Record set START
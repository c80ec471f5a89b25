//! Multi-fund read facade over the cache store.

use std::sync::Arc;

use chrono::NaiveDate;
use tracing::debug;

use crate::core::holdings::normalize_ticker;
use crate::core::{BatchHoldings, StoreError};
use crate::store::CacheStore;

/// Entry point for callers that think in lists of funds rather than
/// single tickers.
pub struct HoldingsQuery {
    store: Arc<dyn CacheStore>,
}

impl HoldingsQuery {
    pub fn new(store: Arc<dyn CacheStore>) -> Self {
        HoldingsQuery { store }
    }

    /// Holdings for several funds on one date (today when `None`).
    ///
    /// Tickers are normalized and deduplicated before the lookup, keeping
    /// first occurrence order for the fetch. An input with no usable
    /// tickers at all is an error; individual unavailable funds are not.
    pub async fn holdings_for_tickers(
        &self,
        tickers: &[String],
        date: Option<NaiveDate>,
    ) -> Result<BatchHoldings, StoreError> {
        let mut funds: Vec<String> = Vec::new();
        for raw in tickers {
            let fund = normalize_ticker(raw);
            if fund.is_empty() {
                debug!("Dropping blank fund ticker from query");
                continue;
            }
            if !funds.contains(&fund) {
                funds.push(fund);
            }
        }

        if funds.is_empty() {
            return Err(StoreError::EmptyTickerList);
        }

        self.store.holdings_for_many(&funds, date).await
    }
}
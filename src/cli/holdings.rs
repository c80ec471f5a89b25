use std::sync::Arc;

use anyhow::Result;
use chrono::NaiveDate;
use comfy_table::Cell;

use super::ui;
use crate::core::HoldingRecord;
use crate::store::CacheStore;

/// Renders one fund's snapshot as a table, heaviest holdings first.
pub fn display_holdings_table(rows: &[HoldingRecord]) -> String {
    let mut sorted: Vec<&HoldingRecord> = rows.iter().collect();
    sorted.sort_by(|a, b| {
        b.weight
            .partial_cmp(&a.weight)
            .unwrap_or(std::cmp::Ordering::Equal)
            .then_with(|| a.holding.cmp(&b.holding))
    });

    let mut table = ui::new_styled_table();
    table.set_header(vec![ui::header_cell("Holding"), ui::header_cell("Weight")]);
    for row in &sorted {
        table.add_row(vec![Cell::new(&row.holding), ui::weight_cell(row.weight)]);
    }
    table.to_string()
}

pub async fn run(store: Arc<dyn CacheStore>, fund: &str, date: Option<NaiveDate>) -> Result<()> {
    let rows = store.holdings(fund, date).await?;

    let Some(first) = rows.first() else {
        println!("No holdings for {fund}");
        return Ok(());
    };

    println!(
        "{} {}",
        ui::style_text(&first.fund, ui::StyleType::Title),
        ui::style_text(&format!("as of {}", first.date), ui::StyleType::Subtle)
    );
    println!("{}", display_holdings_table(&rows));

    let total: f64 = rows.iter().map(|r| r.weight).sum();
    println!(
        "{} holdings, total weight {}",
        rows.len(),
        ui::style_text(&format!("{:.2}%", total * 100.0), ui::StyleType::TotalValue)
    );
    Ok(())
}
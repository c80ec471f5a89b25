use std::sync::Arc;

use anyhow::Result;
use comfy_table::Cell;
use futures::{StreamExt, stream};
use tracing::debug;

use super::ui;
use crate::store::CacheStore;

/// Ensures every known fund has today's snapshot cached, fetching the
/// missing ones concurrently.
pub async fn run(store: Arc<dyn CacheStore>) -> Result<()> {
    let funds: Vec<String> = store.known_funds().await?.into_iter().collect();

    if funds.is_empty() {
        println!("No funds cached yet, nothing to refresh.");
        return Ok(());
    }

    let pb = ui::new_progress_bar(funds.len() as u64, true);
    pb.set_message("Refreshing holdings...");

    let store = store.as_ref();
    let results: Vec<(String, Result<usize, String>)> =
        stream::iter(funds.iter().map(|fund| {
            let pb = pb.clone();
            async move {
                let outcome = store
                    .holdings(fund, None)
                    .await
                    .map(|rows| rows.len())
                    .map_err(|e| e.to_string());
                pb.inc(1);
                (fund.clone(), outcome)
            }
        }))
        .buffer_unordered(store.batch_workers().max(1))
        .collect()
        .await;
    pb.finish_and_clear();

    let mut table = ui::new_styled_table();
    table.set_header(vec![
        ui::header_cell("Fund"),
        ui::header_cell("Status"),
        ui::header_cell("Holdings"),
    ]);

    let mut refreshed = 0usize;
    let mut sorted = results;
    sorted.sort_by(|a, b| a.0.cmp(&b.0));
    for (fund, outcome) in sorted {
        match outcome {
            Ok(count) => {
                refreshed += 1;
                table.add_row(vec![
                    Cell::new(&fund),
                    ui::status_cell(true, "fresh"),
                    Cell::new(count.to_string()),
                ]);
            }
            Err(reason) => {
                debug!("Refresh failed for {}: {}", fund, reason);
                table.add_row(vec![
                    Cell::new(&fund),
                    ui::status_cell(false, "unavailable"),
                    Cell::new("-"),
                ]);
            }
        }
    }
    println!("{table}");
    println!(
        "Refreshed {} of {} funds",
        ui::style_text(&refreshed.to_string(), ui::StyleType::TotalValue),
        funds.len()
    );
    Ok(())
}
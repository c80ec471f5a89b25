use anyhow::{Context, Result};
use directories::ProjectDirs;
use serde::{Deserialize, Serialize};
use std::time::Duration;
use std::{fs, path::PathBuf};
use tracing::debug;

/// Storage engine backing the cache store.
#[derive(Debug, Clone, Copy, PartialEq, Eq, Deserialize, Serialize, Default)]
#[serde(rename_all = "lowercase")]
pub enum StoreBackend {
    #[default]
    Sqlite,
    Fjall,
}

const ISHARES_URL: &str = "https://www.ishares.com";
const ARK_URL: &str = "https://ark-funds.com";
const INVESCO_URL: &str = "https://www.invesco.com";
const ZACKS_URL: &str = "https://www.zacks.com";

#[derive(Debug, Deserialize, Serialize, Clone)]
pub struct EndpointConfig {
    pub base_url: String,
}

/// Base URL overrides for the provider fetchers. Membership in a provider's
/// fund list is compiled in; only the endpoints are configurable.
#[derive(Debug, Deserialize, Serialize, Clone)]
pub struct ProvidersConfig {
    pub ishares: Option<EndpointConfig>,
    pub ark: Option<EndpointConfig>,
    pub invesco: Option<EndpointConfig>,
    pub zacks: Option<EndpointConfig>,
}

impl Default for ProvidersConfig {
    fn default() -> Self {
        ProvidersConfig {
            ishares: Some(EndpointConfig {
                base_url: ISHARES_URL.to_string(),
            }),
            ark: Some(EndpointConfig {
                base_url: ARK_URL.to_string(),
            }),
            invesco: Some(EndpointConfig {
                base_url: INVESCO_URL.to_string(),
            }),
            zacks: Some(EndpointConfig {
                base_url: ZACKS_URL.to_string(),
            }),
        }
    }
}

impl ProvidersConfig {
    fn url_or<'a>(endpoint: &'a Option<EndpointConfig>, fallback: &'a str) -> &'a str {
        endpoint.as_ref().map_or(fallback, |e| e.base_url.as_str())
    }

    pub fn ishares_url(&self) -> &str {
        Self::url_or(&self.ishares, ISHARES_URL)
    }

    pub fn ark_url(&self) -> &str {
        Self::url_or(&self.ark, ARK_URL)
    }

    pub fn invesco_url(&self) -> &str {
        Self::url_or(&self.invesco, INVESCO_URL)
    }

    pub fn zacks_url(&self) -> &str {
        Self::url_or(&self.zacks, ZACKS_URL)
    }
}

#[derive(Debug, Deserialize, Serialize, Clone)]
pub struct FetchConfig {
    #[serde(default = "default_user_agent")]
    pub user_agent: String,
    #[serde(default = "default_timeout_secs")]
    pub timeout_secs: u64,
}

impl Default for FetchConfig {
    fn default() -> Self {
        FetchConfig {
            user_agent: default_user_agent(),
            timeout_secs: default_timeout_secs(),
        }
    }
}

#[derive(Debug, Deserialize, Serialize, Clone)]
pub struct FrontCacheConfig {
    #[serde(default = "default_cache_capacity")]
    pub capacity: usize,
    #[serde(default = "default_cache_ttl_secs")]
    pub ttl_secs: u64,
}

impl Default for FrontCacheConfig {
    fn default() -> Self {
        FrontCacheConfig {
            capacity: default_cache_capacity(),
            ttl_secs: default_cache_ttl_secs(),
        }
    }
}

fn default_user_agent() -> String {
    "Mozilla/5.0 (Windows NT 10.0; Win64; x64; rv:83.0) Gecko/20100101 Firefox/83.0".to_string()
}

fn default_timeout_secs() -> u64 {
    30
}

fn default_cache_capacity() -> usize {
    256
}

fn default_cache_ttl_secs() -> u64 {
    3600
}

fn default_batch_workers() -> usize {
    8
}

#[derive(Debug, Deserialize, Serialize, Clone)]
pub struct AppConfig {
    #[serde(default)]
    pub backend: StoreBackend,
    /// Directory holding the database files. Defaults to the platform data dir.
    #[serde(default)]
    pub data_dir: Option<PathBuf>,
    #[serde(default)]
    pub providers: ProvidersConfig,
    #[serde(default)]
    pub fetch: FetchConfig,
    #[serde(default)]
    pub front_cache: FrontCacheConfig,
    #[serde(default = "default_batch_workers")]
    pub batch_workers: usize,
}

impl Default for AppConfig {
    fn default() -> Self {
        AppConfig {
            backend: StoreBackend::default(),
            data_dir: None,
            providers: ProvidersConfig::default(),
            fetch: FetchConfig::default(),
            front_cache: FrontCacheConfig::default(),
            batch_workers: default_batch_workers(),
        }
    }
}

impl AppConfig {
    pub fn load() -> Result<Self> {
        debug!("Loading default config");
        let config_path = Self::default_config_path()?;
        Self::load_from_path(&config_path)
    }

    pub fn default_config_path() -> Result<PathBuf> {
        let proj_dirs = ProjectDirs::from("io", "xetf", "xetf")
            .context("Could not determine project directories")?;
        Ok(proj_dirs.config_dir().join("config.yaml"))
    }

    pub fn default_data_path() -> Result<PathBuf> {
        let proj_dirs = ProjectDirs::from("io", "xetf", "xetf")
            .context("Could not determine project directories")?;
        Ok(proj_dirs.data_dir().to_path_buf())
    }

    pub fn load_from_path<P: AsRef<std::path::Path>>(path: P) -> Result<Self> {
        let config_str = fs::read_to_string(path.as_ref())
            .with_context(|| format!("Failed to read config file: {}", path.as_ref().display()))?;

        let config: Self = serde_yaml::from_str(&config_str)
            .with_context(|| format!("Failed to parse config file: {}", path.as_ref().display()))?;
        debug!("Successfully loaded config");
        Ok(config)
    }

    /// Directory for database files, honoring the `data_dir` override.
    pub fn resolved_data_dir(&self) -> Result<PathBuf> {
        match &self.data_dir {
            Some(dir) => Ok(dir.clone()),
            None => Self::default_data_path(),
        }
    }

    pub fn fetch_timeout(&self) -> Duration {
        Duration::from_secs(self.fetch.timeout_secs)
    }

    pub fn front_cache_ttl(&self) -> Duration {
        Duration::from_secs(self.front_cache.ttl_secs)
    }
}
use std::sync::Arc;

use anyhow::Result;
use comfy_table::Cell;

use super::ui;
use crate::store::CacheStore;

pub async fn run(store: Arc<dyn CacheStore>) -> Result<()> {
    let funds = store.known_funds().await?;

    if funds.is_empty() {
        println!("No funds cached yet. Run `holdings <FUND>` to fetch one.");
        return Ok(());
    }

    let mut table = ui::new_styled_table();
    table.set_header(vec![ui::header_cell("Cached funds")]);
    for fund in &funds {
        table.add_row(vec![Cell::new(fund)]);
    }
    println!("{table}");
    println!("{} funds", funds.len());
    Ok(())
}
//! Document backend: one fjall record per fund per day.

use std::collections::BTreeSet;
use std::path::Path;
use std::sync::Arc;

use async_trait::async_trait;
use chrono::NaiveDate;
use fjall::{Config, Keyspace, PartitionCreateOptions, PartitionHandle, PersistMode};
use serde::{Deserialize, Serialize};
use tracing::debug;

use crate::core::{HoldingRecord, HoldingsCache, HoldingsMap, StoreError};
use crate::scrape::Scraper;
use crate::store::{CacheStore, CachedDay};

/// One fund-day snapshot, stored as a JSON document under `fund:date`.
/// An empty holdings map marks the day as incomplete.
#[derive(Debug, Serialize, Deserialize)]
struct Snapshot {
    fund: String,
    date: NaiveDate,
    holdings: HoldingsMap,
}

pub struct FjallStore {
    keyspace: Keyspace,
    snapshots: PartitionHandle,
    scraper: Arc<dyn Scraper>,
    front: HoldingsCache,
    workers: usize,
}

impl FjallStore {
    pub fn open(
        path: impl AsRef<Path>,
        scraper: Arc<dyn Scraper>,
        front: HoldingsCache,
        workers: usize,
    ) -> Result<Self, StoreError> {
        let keyspace = Config::new(path.as_ref()).open()?;
        let snapshots = keyspace.open_partition("snapshots", PartitionCreateOptions::default())?;
        debug!("Opened fjall store at {}", path.as_ref().display());

        Ok(FjallStore {
            keyspace,
            snapshots,
            scraper,
            front,
            workers,
        })
    }

    fn key(fund: &str, date: NaiveDate) -> String {
        format!("{fund}:{date}")
    }
}

#[async_trait]
impl CacheStore for FjallStore {
    fn scraper(&self) -> &dyn Scraper {
        self.scraper.as_ref()
    }

    fn front_cache(&self) -> &HoldingsCache {
        &self.front
    }

    fn batch_workers(&self) -> usize {
        self.workers
    }

    async fn known_funds(&self) -> Result<BTreeSet<String>, StoreError> {
        let mut funds = BTreeSet::new();
        for entry in self.snapshots.iter() {
            let (_, value) = entry?;
            let snapshot: Snapshot = serde_json::from_slice(&value)?;
            if !snapshot.holdings.is_empty() {
                funds.insert(snapshot.fund);
            }
        }
        Ok(funds)
    }

    async fn read_day(&self, fund: &str, date: NaiveDate) -> Result<CachedDay, StoreError> {
        let Some(raw) = self.snapshots.get(Self::key(fund, date))? else {
            return Ok(CachedDay::Missing);
        };
        let snapshot: Snapshot = serde_json::from_slice(&raw)?;

        if snapshot.holdings.is_empty() {
            return Ok(CachedDay::Incomplete);
        }

        let rows = snapshot
            .holdings
            .iter()
            .map(|(holding, weight)| HoldingRecord {
                date,
                fund: fund.to_string(),
                holding: holding.clone(),
                weight: weight.weight,
            })
            .collect();
        Ok(CachedDay::Complete(rows))
    }

    async fn clear_day(&self, fund: &str, date: NaiveDate) -> Result<(), StoreError> {
        self.snapshots.remove(Self::key(fund, date))?;
        self.keyspace.persist(PersistMode::SyncAll)?;
        Ok(())
    }

    async fn persist_day(
        &self,
        fund: &str,
        date: NaiveDate,
        holdings: &HoldingsMap,
    ) -> Result<(), StoreError> {
        let key = Self::key(fund, date);
        let snapshot = Snapshot {
            fund: fund.to_string(),
            date,
            holdings: holdings.clone(),
        };
        let doc = serde_json::to_vec(&snapshot)?;

        let written = self
            .snapshots
            .insert(&key, doc)
            .map_err(StoreError::from)
            .and_then(|_| {
                self.keyspace
                    .persist(PersistMode::SyncAll)
                    .map_err(StoreError::from)
            });

        if let Err(e) = written {
            // compensating delete keeps the day absent rather than partial
            let _ = self.snapshots.remove(&key);
            return Err(e);
        }
        Ok(())
    }
}

#[cfg(test)]
mod tests {
    use super::*;
    use crate::core::HoldingWeight;
    use crate::core::holdings::today;
    use crate::store::testing::MockScraper;
    use std::time::Duration;
    use tempfile::TempDir;

    fn sample_holdings() -> HoldingsMap {
        HoldingsMap::from([
            ("XYZ".to_string(), HoldingWeight::from(0.05)),
            ("QRS".to_string(), HoldingWeight::from(0.10)),
        ])
    }

    fn open_store(dir: &TempDir, scraper: Arc<MockScraper>) -> FjallStore {
        FjallStore::open(
            dir.path().join("snapshots"),
            scraper,
            HoldingsCache::new(16, Duration::from_secs(300)),
            4,
        )
        .unwrap()
    }

    #[test_log::test(tokio::test)]
    async fn test_persist_day_overwrites_existing_snapshot() {
        let dir = tempfile::tempdir().unwrap();
        let store = open_store(&dir, Arc::new(MockScraper::new()));

        store
            .persist_day("AAA", today(), &sample_holdings())
            .await
            .unwrap();
        store
            .persist_day(
                "AAA",
                today(),
                &HoldingsMap::from([("TTT".to_string(), HoldingWeight::from(1.0))]),
            )
            .await
            .unwrap();

        match store.read_day("AAA", today()).await.unwrap() {
            CachedDay::Complete(rows) => {
                assert_eq!(rows.len(), 1);
                assert_eq!(rows[0].holding, "TTT");
            }
            other => panic!("expected complete day, got {other:?}"),
        }
    }

    #[test_log::test(tokio::test)]
    async fn test_empty_document_reads_as_incomplete_and_repairs() {
        let dir = tempfile::tempdir().unwrap();
        let scraper = Arc::new(MockScraper::new().with("AAA", sample_holdings()));
        let store = open_store(&dir, scraper.clone());

        let stub = Snapshot {
            fund: "AAA".to_string(),
            date: today(),
            holdings: HoldingsMap::new(),
        };
        store
            .snapshots
            .insert(
                FjallStore::key("AAA", today()),
                serde_json::to_vec(&stub).unwrap(),
            )
            .unwrap();

        assert_eq!(
            store.read_day("AAA", today()).await.unwrap(),
            CachedDay::Incomplete
        );

        let rows = store.holdings("AAA", None).await.unwrap();
        assert_eq!(rows.len(), 2);
        assert_eq!(scraper.calls(), 1);
    }

    #[test_log::test(tokio::test)]
    async fn test_known_funds_skips_incomplete_documents() {
        let dir = tempfile::tempdir().unwrap();
        let store = open_store(&dir, Arc::new(MockScraper::new()));

        store
            .persist_day("AAA", today(), &sample_holdings())
            .await
            .unwrap();
        store
            .persist_day("BBB", today(), &HoldingsMap::new())
            .await
            .unwrap();

        let funds: Vec<String> = store.known_funds().await.unwrap().into_iter().collect();
        assert_eq!(funds, vec!["AAA"]);
    }

    #[test_log::test(tokio::test)]
    async fn test_clear_day_is_idempotent() {
        let dir = tempfile::tempdir().unwrap();
        let store = open_store(&dir, Arc::new(MockScraper::new()));

        store
            .persist_day("AAA", today(), &sample_holdings())
            .await
            .unwrap();
        store.clear_day("AAA", today()).await.unwrap();

        assert_eq!(
            store.read_day("AAA", today()).await.unwrap(),
            CachedDay::Missing
        );
        store.clear_day("AAA", today()).await.unwrap();
    }

    #[test_log::test(tokio::test)]
    async fn test_unreadable_document_is_a_backend_error() {
        let dir = tempfile::tempdir().unwrap();
        let store = open_store(&dir, Arc::new(MockScraper::new()));

        store
            .snapshots
            .insert(FjallStore::key("AAA", today()), b"not json")
            .unwrap();

        let err = store.read_day("AAA", today()).await.unwrap_err();
        assert!(matches!(err, StoreError::Backend(_)));
    }
}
Record set END
- _Work required_
Write down again the exact lines running from the beginning of the data to the line containing "pub fn new(store: Arc<dyn", with both ends included.

- _Solution for this exercise_
repository c80ec471f5a89b25
//! Multi-fund read facade over the cache store.

use std::sync::Arc;

use chrono::NaiveDate;
use tracing::debug;

use crate::core::holdings::normalize_ticker;
use crate::core::{BatchHoldings, StoreError};
use crate::store::CacheStore;

/// Entry point for callers that think in lists of funds rather than
/// single tickers.
pub struct HoldingsQuery {
    store: Arc<dyn CacheStore>,
}

impl HoldingsQuery {
    pub fn new(store: Arc<dyn CacheStore>) -> Self {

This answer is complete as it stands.